"Art has to be three things: It has to be powerful, it has to be mysterious and it has to show the grandeur of being human."
-- Tony Witzel.
In one of the three short stories we present by Steve Silkin, one character gets shot in the gut. The image could be used to summarize the stories of Steve Silkin. He sets up his characters, reveals the situation, and then tears through your consciousness like a bullet. His stories, most of which are set during childhood, tell tales of lessons learned in the most agonizing possible ways; traumas that leave scars on the flesh and minds of their victims. These stories are chilling and direct.

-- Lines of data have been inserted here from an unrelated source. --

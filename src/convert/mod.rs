mod clinical;
mod maf;
mod seg;
mod tabular;
mod unzip;

use std::fmt;
use std::fs::File;
use std::io::{BufRead, BufReader};
use std::path::{Path, PathBuf};
use std::str::FromStr;

use crate::error::GdcError;
use crate::store;

pub use clinical::flatten_clinical_xml;
pub use seg::normalize_chromosome;

pub const NA: &str = "NA";

/// Header column order of methylation tables after reordering: probe, beta
/// value, gene symbol, chromosome, start.
const METHYLATION_COLUMNS: [usize; 5] = [0, 1, 5, 2, 3];

#[derive(Debug, Clone, PartialEq, Eq)]
pub enum Converter {
    Copy,
    Clinical,
    Seg,
    Tsv2IdTsv,
    Tsv2Magetab {
        column_order: Option<Vec<usize>>,
        data_columns: Option<Vec<usize>>,
    },
    Expression2Magetab {
        value_column: String,
    },
    Maf,
    Unzip(Box<Converter>),
}

#[derive(Debug, Clone, PartialEq, Eq)]
pub struct Target {
    pub barcode: String,
    pub path: PathBuf,
}

impl Converter {
    pub fn base(&self) -> &Converter {
        match self {
            Converter::Unzip(inner) => inner.base(),
            other => other,
        }
    }

    pub fn splits_samples(&self) -> bool {
        matches!(self.base(), Converter::Maf)
    }

    pub fn run(&self, input: &Path, targets: &[Target]) -> Result<Vec<PathBuf>, GdcError> {
        match self {
            Converter::Copy => {
                let target = single_target(self, targets)?;
                store::link_or_copy(input, &target.path)?;
                Ok(vec![target.path.clone()])
            }
            Converter::Clinical => {
                let target = single_target(self, targets)?;
                clinical::convert(input, &target.path)?;
                Ok(vec![target.path.clone()])
            }
            Converter::Seg => {
                let target = single_target(self, targets)?;
                seg::convert(input, target)?;
                Ok(vec![target.path.clone()])
            }
            Converter::Tsv2IdTsv => {
                let target = single_target(self, targets)?;
                tabular::tsv2idtsv(input, target)?;
                Ok(vec![target.path.clone()])
            }
            Converter::Tsv2Magetab {
                column_order,
                data_columns,
            } => {
                let target = single_target(self, targets)?;
                tabular::tsv2magetab(
                    input,
                    target,
                    column_order.as_deref(),
                    data_columns.as_deref(),
                )?;
                Ok(vec![target.path.clone()])
            }
            Converter::Expression2Magetab { value_column } => {
                let target = single_target(self, targets)?;
                tabular::expression2magetab(input, target, value_column)?;
                Ok(vec![target.path.clone()])
            }
            Converter::Maf => maf::split(input, targets),
            Converter::Unzip(inner) => unzip::run(inner, input, targets),
        }
    }
}

impl FromStr for Converter {
    type Err = GdcError;

    fn from_str(value: &str) -> Result<Self, Self::Err> {
        let name = value.trim();
        if let Some(inner) = name.strip_suffix("_unzip") {
            return Ok(Converter::Unzip(Box::new(inner.parse()?)));
        }
        match name {
            "copy" => Ok(Converter::Copy),
            "clinical" => Ok(Converter::Clinical),
            "seg" => Ok(Converter::Seg),
            "tsv2idtsv" => Ok(Converter::Tsv2IdTsv),
            "tsv2magetab" => Ok(Converter::Tsv2Magetab {
                column_order: None,
                data_columns: None,
            }),
            "methylation2magetab" => Ok(Converter::Tsv2Magetab {
                column_order: Some(METHYLATION_COLUMNS.to_vec()),
                data_columns: Some(vec![1]),
            }),
            "fpkm2magetab" => Ok(Converter::Expression2Magetab {
                value_column: "FPKM".to_string(),
            }),
            "counts2magetab" => Ok(Converter::Expression2Magetab {
                value_column: "raw_count".to_string(),
            }),
            "maf" => Ok(Converter::Maf),
            other => Err(GdcError::AnnotationTable(format!(
                "unknown converter: {other}"
            ))),
        }
    }
}

impl fmt::Display for Converter {
    fn fmt(&self, f: &mut fmt::Formatter<'_>) -> fmt::Result {
        match self {
            Converter::Copy => f.write_str("copy"),
            Converter::Clinical => f.write_str("clinical"),
            Converter::Seg => f.write_str("seg"),
            Converter::Tsv2IdTsv => f.write_str("tsv2idtsv"),
            Converter::Tsv2Magetab { column_order, .. } => {
                if column_order.is_some() {
                    f.write_str("methylation2magetab")
                } else {
                    f.write_str("tsv2magetab")
                }
            }
            Converter::Expression2Magetab { value_column } => {
                if value_column == "FPKM" {
                    f.write_str("fpkm2magetab")
                } else {
                    f.write_str("counts2magetab")
                }
            }
            Converter::Maf => f.write_str("maf"),
            Converter::Unzip(inner) => write!(f, "{inner}_unzip"),
        }
    }
}

fn single_target<'a>(converter: &Converter, targets: &'a [Target]) -> Result<&'a Target, GdcError> {
    match targets {
        [target] => Ok(target),
        _ => Err(GdcError::Conversion(format!(
            "{converter} expects exactly one output, got {}",
            targets.len()
        ))),
    }
}

fn read_lines(path: &Path) -> Result<impl Iterator<Item = Result<String, GdcError>>, GdcError> {
    let file = File::open(path).map_err(|_| GdcError::MissingMirrorFile(path.to_path_buf()))?;
    let display = path.display().to_string();
    Ok(BufReader::new(file).lines().map(move |line| {
        line.map(|mut text| {
            if text.ends_with('\r') {
                text.pop();
            }
            text
        })
        .map_err(|err| GdcError::fs(&display, err))
    }))
}

fn split_fields(line: &str) -> Vec<String> {
    line.split('\t')
        .map(|cell| {
            if cell.trim().is_empty() {
                NA.to_string()
            } else {
                cell.to_string()
            }
        })
        .collect()
}

fn io_error(path: &Path, err: std::io::Error) -> GdcError {
    GdcError::fs(path.display(), err)
}

#[cfg(test)]
mod tests {
    use assert_matches::assert_matches;

    use super::*;

    #[test]
    fn parses_names_and_wrappers() {
        assert_eq!("seg".parse::<Converter>().unwrap(), Converter::Seg);
        let maf: Converter = "maf_unzip".parse().unwrap();
        assert_eq!(maf, Converter::Unzip(Box::new(Converter::Maf)));
        assert!(maf.splits_samples());
        assert_eq!(maf.to_string(), "maf_unzip");
        assert_eq!(
            "fpkm2magetab_unzip".parse::<Converter>().unwrap().to_string(),
            "fpkm2magetab_unzip"
        );
        assert_matches!("bogus".parse::<Converter>(), Err(GdcError::AnnotationTable(_)));
    }

    #[test]
    fn empty_cells_become_na() {
        assert_eq!(split_fields("a\t\t \tb"), vec!["a", "NA", "NA", "b"]);
    }

    #[test]
    fn single_output_converters_reject_several_targets() {
        let targets = vec![
            Target {
                barcode: "a".to_string(),
                path: PathBuf::from("a"),
            },
            Target {
                barcode: "b".to_string(),
                path: PathBuf::from("b"),
            },
        ];
        assert_matches!(
            Converter::Seg.run(Path::new("missing"), &targets),
            Err(GdcError::Conversion(_))
        );
    }
}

Steve says: "In high school I read Kesey, Camus, Joyce and Hardy -- not in class, but through recommendations of teachers and friends. But it was while working at a porno theater in Los Angeles one summer that a projectionist there, Tony Witzel, introduced me to most of the writers that made me who I am: Nathaniel West, Cesare Pavese, Walker Percy, Flannery O'Connor. (I had heard of Fitzgerald, Hemingway and Lawrence, of course -- but I'd never appreciated them until Tony explained their strengths.) We'd spend hours bonging in the projection booth and talking about books, music, films -- he had an encyclopedic knowledge of all three subjects. In addition to being able to discuss D.H. Lawrence's approach to religion at great length, he was building a Norton-Vincent motorcyle in the kitchen of his Santa Monica apartment. And Tony had bummed around Europe when he was younger, so because he was my role model, I went off and did the same. I rode my bike from Paris to Barcelona, worked at a cheap hotel in London, I traveled by thumb, bus, boat and train from France to Italy to Austria to Denmark and then settled in Paris. I studied the history of French literature at La Sorbonne and started a career in journalism at the International Herald Tribune. When I moved back to California, Tony and I wrote a film script together, which I later turned into my first novel. My friend Victoria got Tony a job as Bob Evans' personal projectionist, and later he became the chief projectionist of the Academy of Motion Pictures. We kept in touch, still talking about Beckett and Nicholas Ray and John Coltrane in weekly phone calls and occasional get togethers. Tony was diagnosed with a brain tumor in 1997 and died in 1998. So this Artist's Page is for him. I owe him so much."
Other fiction by Steve Silkin appears online at Kimera, Eclectica, Tattoo Highway and in print at Northwoods Journal, Palo Alto Review and the Main Street Rag anthology One Paycheck Away.
His novels, Matt & Mariko -- an interracial romance set against a backdrop of the porn industry, defense contracting and insider trading -- and The Cemetery Vote -- a political thriller about election fraud -- will be published someday, we hope.